Tacit Consent and Civil Disobedience
Abstract
Refering back to the (juridical) cases of Socrates (in Athens) and Thoreau (in Concord), which both discuss dissent, Hannah Arendt’s essay “Civil Disobedience” elaborates on the question of a strict distinction or complicity between a single person’s moral decisions, and its participation, as member of a group, in political decision-making. How to approach the relation between morals and politics, ethics and jurisdiction; or, still otherwise, between Polis and Ethos, both words pointing (in different ways) towards places or sites? Both these topoi turn out to be linguistically determined through and through, constantly haunted by the question of how to speak (or not to speak), of how to listen (in order to obey or disobey, to consent or dissent) to what the laws do have to say (though not speaking at all).

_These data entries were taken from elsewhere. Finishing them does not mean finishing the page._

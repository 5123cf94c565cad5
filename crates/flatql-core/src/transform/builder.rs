//! Builder for assembling transformers
//!
//! This module provides a fluent builder API for putting together rule sets
//! that mix plain templates, mapping functions and loaded configuration.
//!
//! Copyright (c) 2025 FlatQL Team
//! Licensed under the Apache-2.0 license

use super::config::TransformConfig;
use super::engine::Transformer;
use super::rule::{Destination, MapContext, Rule};
use crate::Result;
use serde_json::Value;

/// Builder for creating a [`Transformer`]
#[derive(Debug, Default)]
pub struct TransformBuilder {
    rules: Vec<Rule>,
}

impl TransformBuilder {
    /// Create a new builder
    pub fn new() -> Self {
        Self::default()
    }

    /// Start from a declarative rule set
    pub fn from_config(config: &TransformConfig) -> Self {
        Self {
            rules: config.rules().collect(),
        }
    }

    /// Map matches of `source` to the path produced by `template`
    pub fn rule(mut self, source: impl Into<String>, template: impl Into<String>) -> Self {
        self.rules.push(Rule::new(source, Destination::Template(template.into())));
        self
    }

    /// Map matches of `source` through `func`
    pub fn map<F>(self, source: impl Into<String>, template: impl Into<String>, func: F) -> Self
    where
        F: Fn(&Value, &MapContext<'_>) -> Result<(String, Value)> + Send + Sync + 'static,
    {
        self.map_with_args(source, template, Vec::new(), func)
    }

    /// Map matches of `source` through `func`, handing it extra arguments
    pub fn map_with_args<F>(
        mut self,
        source: impl Into<String>,
        template: impl Into<String>,
        args: Vec<Value>,
        func: F,
    ) -> Self
    where
        F: Fn(&Value, &MapContext<'_>) -> Result<(String, Value)> + Send + Sync + 'static,
    {
        self.rules
            .push(Rule::new(source, Destination::custom(template, args, func)));
        self
    }

    /// Append a prepared rule
    pub fn add_rule(mut self, rule: Rule) -> Self {
        self.rules.push(rule);
        self
    }

    /// Compile the collected rules
    pub fn build(self) -> Result<Transformer> {
        Transformer::from_rules(self.rules)
    }
}
//! FlatQL Core - path-addressable access and reshaping of nested data
//!
//! This crate works on `serde_json::Value` trees (mappings keep insertion
//! order) addressed by dotted paths such as `entries.#0.authors.*.id`.
//!
//! # Main Components
//!
//! - **Path Model**: `field`, `#index` (negative counts from the end) and `*`
//!   segments joined by `.`
//! - **Navigator**: [`get`] and [`set`] for single concrete locations
//! - **Matcher**: [`find`] and friends expand wildcards into concrete matches
//! - **Rewriter**: [`rewrite_path`] turns a matched path into a destination
//!   path using `{n}` placeholders
//! - **Transform Engine**: [`transform`] and [`extract`] rebuild whole
//!   documents from source pattern to destination template rules
//!
//! The library is deliberately permissive: missing keys, out-of-range
//! indexes and type mismatches while reading produce empty results rather
//! than errors.
//!
//! # Example
//!
//! ```
//! use flatql_core::{get, set, transform, Result};
//! use serde_json::json;
//!
//! fn example() -> Result<()> {
//!     let doc = set(json!({}), "user.tags.#0", json!("admin"))?;
//!     assert_eq!(get(&doc, "user.tags.#-1")?, Some(&json!("admin")));
//!
//!     let reshaped = transform(&doc, [("user.tags.*", "roles.{2}")])?;
//!     assert_eq!(reshaped, json!({"roles": ["admin"]}));
//!     Ok(())
//! }
//! # example().unwrap();
//! ```

pub mod error;
pub mod matcher;
pub mod navigator;
pub mod normalize;
pub mod path;
pub mod rewrite;
pub mod transform;

#[cfg(test)]
mod proptest_strategies;

// Re-export main types for convenience
pub use error::{Error, Result};
pub use matcher::{find, find_all_paths, find_matches, find_paths, is_truthy, Match};
pub use navigator::{get, get_or, set};
pub use normalize::convert_pseudo_lists;
pub use path::{Path, Segment};
pub use rewrite::{rewrite_path, Template};
pub use transform::{
    extract, transform, Destination, MapContext, MapFn, Rule, TransformBuilder, TransformConfig,
    Transformer,
};

/// Library version
pub const VERSION: &str = env!("CARGO_PKG_VERSION");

At the core of this tense and obscure paralinguistic relation to the (moral and juridical) law, between express and tacit consent (or dissent), silence and speech (or silence as speech), language and mutism, phasis and aphasia, lies the notion of homología, as discussed by Socrates in Plato’s dialogues Crito and Gorgias (to which Arendt’s essay constantly refers). This contribution takes on the Platonic notion of homología (as a promise of consent about a law’s content), and its relation to Hannah Arendt’s original and challenging version of the political and juridical notion of tacit consent, as discussed in “Civil Disobedience.”